EXERCISE INPUT: Begin
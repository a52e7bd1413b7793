use std::collections::{HashMap, HashSet};
use std::hash::Hash;
use std::iter::Sum;

use super::Threaded;
use crate::engine::{IntoStep, Operation, RunResult};
use crate::source::{Filtered, Source};

/// Operations whose results drive a sequential algorithm.
///
/// Results reach the algorithm in input order whatever order the workers
/// finish in, so short-circuiting ones stop at the same element a plain
/// loop would. Elements past that point may already have been dispatched;
/// their results are dropped.
impl<S> Threaded<S>
where
    S: Source + Send,
    S::Item: Clone + Send,
    S::Error: Send,
{
    pub fn all<F, O>(self, pred: F) -> RunResult<bool, O, S::Error>
    where
        F: Fn(S::Item) -> O + Sync,
        O: IntoStep<Value = bool>,
        O::Exit: Send,
        O::Error: Send,
    {
        self.ordered(Operation::All, pred, |relay| relay.all(|(_, hit)| hit))
    }

    pub fn any<F, O>(self, pred: F) -> RunResult<bool, O, S::Error>
    where
        F: Fn(S::Item) -> O + Sync,
        O: IntoStep<Value = bool>,
        O::Exit: Send,
        O::Error: Send,
    {
        self.ordered(Operation::Any, pred, |relay| relay.any(|(_, hit)| hit))
    }

    pub fn none<F, O>(self, pred: F) -> RunResult<bool, O, S::Error>
    where
        F: Fn(S::Item) -> O + Sync,
        O: IntoStep<Value = bool>,
        O::Exit: Send,
        O::Error: Send,
    {
        self.ordered(Operation::NoneOf, pred, |relay| !relay.any(|(_, hit)| hit))
    }

    /// True when exactly one element matches; stops at the second match
    pub fn one<F, O>(self, pred: F) -> RunResult<bool, O, S::Error>
    where
        F: Fn(S::Item) -> O + Sync,
        O: IntoStep<Value = bool>,
        O::Exit: Send,
        O::Error: Send,
    {
        self.ordered(Operation::One, pred, |relay| {
            let mut hits = relay.filter(|(_, hit)| *hit);
            hits.next().is_some() && hits.next().is_none()
        })
    }

    pub fn find<F, O>(self, pred: F) -> RunResult<Option<S::Item>, O, S::Error>
    where
        F: Fn(S::Item) -> O + Sync,
        O: IntoStep<Value = bool>,
        O::Exit: Send,
        O::Error: Send,
    {
        self.ordered(Operation::Find, pred, |relay| {
            relay.find(|(_, hit)| *hit).map(|(item, _)| item)
        })
    }

    pub fn position<F, O>(self, pred: F) -> RunResult<Option<usize>, O, S::Error>
    where
        F: Fn(S::Item) -> O + Sync,
        O: IntoStep<Value = bool>,
        O::Exit: Send,
        O::Error: Send,
    {
        self.ordered(Operation::Position, pred, |relay| {
            relay.position(|(_, hit)| hit)
        })
    }

    pub fn take_while<F, O>(self, pred: F) -> RunResult<Vec<S::Item>, O, S::Error>
    where
        F: Fn(S::Item) -> O + Sync,
        O: IntoStep<Value = bool>,
        O::Exit: Send,
        O::Error: Send,
    {
        self.ordered(Operation::TakeWhile, pred, |relay| {
            relay.map_while(|(item, keep)| keep.then_some(item)).collect()
        })
    }

    /// Elements from the first one failing `pred` on.
    ///
    /// Results after that point are never waited for.
    pub fn drop_while<F, O>(self, pred: F) -> RunResult<Vec<S::Item>, O, S::Error>
    where
        F: Fn(S::Item) -> O + Sync,
        O: IntoStep<Value = bool>,
        O::Exit: Send,
        O::Error: Send,
    {
        self.ordered(Operation::DropWhile, pred, |relay| {
            let mut kept = Vec::new();
            while let Some((item, dropped)) = relay.next() {
                if !dropped {
                    kept.push(item);
                    kept.extend(relay.items());
                    break;
                }
            }
            kept
        })
    }

    /// Matching elements first, the rest second
    pub fn partition<F, O>(self, pred: F) -> RunResult<(Vec<S::Item>, Vec<S::Item>), O, S::Error>
    where
        F: Fn(S::Item) -> O + Sync,
        O: IntoStep<Value = bool>,
        O::Exit: Send,
        O::Error: Send,
    {
        self.ordered(Operation::Partition, pred, |relay| {
            let (hits, misses): (Vec<_>, Vec<_>) = relay.partition(|(_, hit)| *hit);
            (
                hits.into_iter().map(|(item, _)| item).collect(),
                misses.into_iter().map(|(item, _)| item).collect(),
            )
        })
    }

    pub fn filter<F, O>(self, pred: F) -> RunResult<Vec<S::Item>, O, S::Error>
    where
        F: Fn(S::Item) -> O + Sync,
        O: IntoStep<Value = bool>,
        O::Exit: Send,
        O::Error: Send,
    {
        self.ordered(Operation::Filter, pred, |relay| {
            relay.filter_map(|(item, hit)| hit.then_some(item)).collect()
        })
    }

    pub fn reject<F, O>(self, pred: F) -> RunResult<Vec<S::Item>, O, S::Error>
    where
        F: Fn(S::Item) -> O + Sync,
        O: IntoStep<Value = bool>,
        O::Exit: Send,
        O::Error: Send,
    {
        self.ordered(Operation::Reject, pred, |relay| {
            relay.filter_map(|(item, hit)| (!hit).then_some(item)).collect()
        })
    }

    pub fn count<F, O>(self, pred: F) -> RunResult<usize, O, S::Error>
    where
        F: Fn(S::Item) -> O + Sync,
        O: IntoStep<Value = bool>,
        O::Exit: Send,
        O::Error: Send,
    {
        self.ordered(Operation::Count, pred, |relay| {
            relay.filter(|(_, hit)| *hit).count()
        })
    }

    pub fn map<F, O>(self, f: F) -> RunResult<Vec<O::Value>, O, S::Error>
    where
        F: Fn(S::Item) -> O + Sync,
        O: IntoStep,
        O::Value: Send,
        O::Exit: Send,
        O::Error: Send,
    {
        self.ordered(Operation::Map, f, |relay| {
            relay.map(|(_, value)| value).collect()
        })
    }

    /// Map the elements `pattern` selects; it runs on the feeder thread
    pub fn map_matching<P, F, O>(self, pattern: P, f: F) -> RunResult<Vec<O::Value>, O, S::Error>
    where
        P: FnMut(&S::Item) -> bool + Send,
        F: Fn(S::Item) -> O + Sync,
        O: IntoStep,
        O::Value: Send,
        O::Exit: Send,
        O::Error: Send,
    {
        self.ordered_over(
            Operation::MapMatching,
            |source| Filtered::matching(source, pattern),
            f,
            |relay| std::iter::from_fn(|| relay.next_result()).collect(),
        )
    }

    /// Map the elements `pattern` does not select
    pub fn map_rejecting<P, F, O>(self, pattern: P, f: F) -> RunResult<Vec<O::Value>, O, S::Error>
    where
        P: FnMut(&S::Item) -> bool + Send,
        F: Fn(S::Item) -> O + Sync,
        O: IntoStep,
        O::Value: Send,
        O::Exit: Send,
        O::Error: Send,
    {
        self.ordered_over(
            Operation::MapRejecting,
            |source| Filtered::rejecting(source, pattern),
            f,
            |relay| std::iter::from_fn(|| relay.next_result()).collect(),
        )
    }

    pub fn filter_map<F, O, R>(self, f: F) -> RunResult<Vec<R>, O, S::Error>
    where
        F: Fn(S::Item) -> O + Sync,
        O: IntoStep<Value = Option<R>>,
        R: Send,
        O::Exit: Send,
        O::Error: Send,
    {
        self.ordered(Operation::FilterMap, f, |relay| {
            relay.filter_map(|(_, value)| value).collect()
        })
    }

    pub fn flat_map<F, O, I>(self, f: F) -> RunResult<Vec<I::Item>, O, S::Error>
    where
        F: Fn(S::Item) -> O + Sync,
        O: IntoStep<Value = I>,
        I: IntoIterator + Send,
        O::Exit: Send,
        O::Error: Send,
    {
        self.ordered(Operation::FlatMap, f, |relay| {
            relay.flat_map(|(_, values)| values).collect()
        })
    }

    /// Elements grouped by key, each group in input order
    pub fn group_by<F, O, K>(self, key: F) -> RunResult<HashMap<K, Vec<S::Item>>, O, S::Error>
    where
        F: Fn(S::Item) -> O + Sync,
        O: IntoStep<Value = K>,
        K: Eq + Hash + Send,
        O::Exit: Send,
        O::Error: Send,
    {
        self.ordered(Operation::GroupBy, key, |relay| {
            let mut groups: HashMap<K, Vec<S::Item>> = HashMap::new();
            for (item, key) in relay {
                groups.entry(key).or_default().push(item);
            }
            groups
        })
    }

    /// Last element with the greatest key
    pub fn max_by_key<F, O, K>(self, key: F) -> RunResult<Option<S::Item>, O, S::Error>
    where
        F: Fn(S::Item) -> O + Sync,
        O: IntoStep<Value = K>,
        K: Ord + Send,
        O::Exit: Send,
        O::Error: Send,
    {
        self.ordered(Operation::MaxByKey, key, |relay| {
            relay.max_by(|(_, a), (_, b)| a.cmp(b)).map(|(item, _)| item)
        })
    }

    /// First element with the smallest key
    pub fn min_by_key<F, O, K>(self, key: F) -> RunResult<Option<S::Item>, O, S::Error>
    where
        F: Fn(S::Item) -> O + Sync,
        O: IntoStep<Value = K>,
        K: Ord + Send,
        O::Exit: Send,
        O::Error: Send,
    {
        self.ordered(Operation::MinByKey, key, |relay| {
            relay.min_by(|(_, a), (_, b)| a.cmp(b)).map(|(item, _)| item)
        })
    }

    /// `(min_by_key, max_by_key)` in one pass
    pub fn minmax_by_key<F, O, K>(self, key: F) -> RunResult<Option<(S::Item, S::Item)>, O, S::Error>
    where
        F: Fn(S::Item) -> O + Sync,
        O: IntoStep<Value = K>,
        K: Ord + Clone + Send,
        O::Exit: Send,
        O::Error: Send,
    {
        self.ordered(Operation::MinMaxByKey, key, |relay| {
            let mut bounds: Option<((S::Item, K), (S::Item, K))> = None;
            for (item, key) in relay {
                bounds = Some(match bounds {
                    None => ((item.clone(), key.clone()), (item, key)),
                    Some((min, max)) => {
                        let min = if key < min.1 {
                            (item.clone(), key.clone())
                        } else {
                            min
                        };
                        let max = if key >= max.1 { (item, key) } else { max };
                        (min, max)
                    }
                });
            }
            bounds.map(|((min, _), (max, _))| (min, max))
        })
    }

    /// Stable sort by key
    pub fn sort_by_key<F, O, K>(self, key: F) -> RunResult<Vec<S::Item>, O, S::Error>
    where
        F: Fn(S::Item) -> O + Sync,
        O: IntoStep<Value = K>,
        K: Ord + Send,
        O::Exit: Send,
        O::Error: Send,
    {
        self.ordered(Operation::SortByKey, key, |relay| {
            let mut keyed: Vec<(S::Item, K)> = relay.collect();
            keyed.sort_by(|(_, a), (_, b)| a.cmp(b));
            keyed.into_iter().map(|(item, _)| item).collect()
        })
    }

    pub fn sum<F, O, R>(self, f: F) -> RunResult<R, O, S::Error>
    where
        F: Fn(S::Item) -> O + Sync,
        O: IntoStep<Value = R>,
        R: Sum<R> + Send,
        O::Exit: Send,
        O::Error: Send,
    {
        self.ordered(Operation::Sum, f, |relay| relay.map(|(_, value)| value).sum())
    }

    /// First element of every distinct key, in input order
    pub fn unique_by<F, O, K>(self, key: F) -> RunResult<Vec<S::Item>, O, S::Error>
    where
        F: Fn(S::Item) -> O + Sync,
        O: IntoStep<Value = K>,
        K: Eq + Hash + Send,
        O::Exit: Send,
        O::Error: Send,
    {
        self.ordered(Operation::UniqueBy, key, |relay| {
            let mut seen = HashSet::new();
            relay
                .filter_map(|(item, key)| seen.insert(key).then_some(item))
                .collect()
        })
    }
}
EXERCISE INPUT: End
WORK ITEM ▸
The lines needed are those in the data above that hold the string "pattern"; copy each of them.

RESULT OF THE TASK ▸
    /// Map the elements `pattern` selects; it runs on the feeder thread
    pub fn map_matching<P, F, O>(self, pattern: P, f: F) -> RunResult<Vec<O::Value>, O, S::Error>
            |source| Filtered::matching(source, pattern),
    /// Map the elements `pattern` does not select
    pub fn map_rejecting<P, F, O>(self, pattern: P, f: F) -> RunResult<Vec<O::Value>, O, S::Error>
            |source| Filtered::rejecting(source, pattern),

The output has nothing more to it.